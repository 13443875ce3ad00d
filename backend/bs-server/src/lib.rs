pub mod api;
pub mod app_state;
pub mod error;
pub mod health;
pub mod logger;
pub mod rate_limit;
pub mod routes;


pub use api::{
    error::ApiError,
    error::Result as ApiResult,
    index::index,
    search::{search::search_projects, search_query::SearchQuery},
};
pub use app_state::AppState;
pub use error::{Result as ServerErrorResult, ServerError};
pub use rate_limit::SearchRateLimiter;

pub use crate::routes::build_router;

---------------

> _ASSIGNMENT_:
Retype the material in full, character for character.

> _SOLUTION_:
repository 13443875ce3ad00d
filename backend/bs-server/src/lib.rs
pub mod api;
pub mod app_state;
pub mod error;
pub mod health;
pub mod logger;
pub mod rate_limit;
pub mod routes;


pub use api::{
    error::ApiError,
    error::Result as ApiResult,
    index::index,
    search::{search::search_projects, search_query::SearchQuery},
};
pub use app_state::AppState;
pub use error::{Result as ServerErrorResult, ServerError};
pub use rate_limit::SearchRateLimiter;

pub use crate::routes::build_router;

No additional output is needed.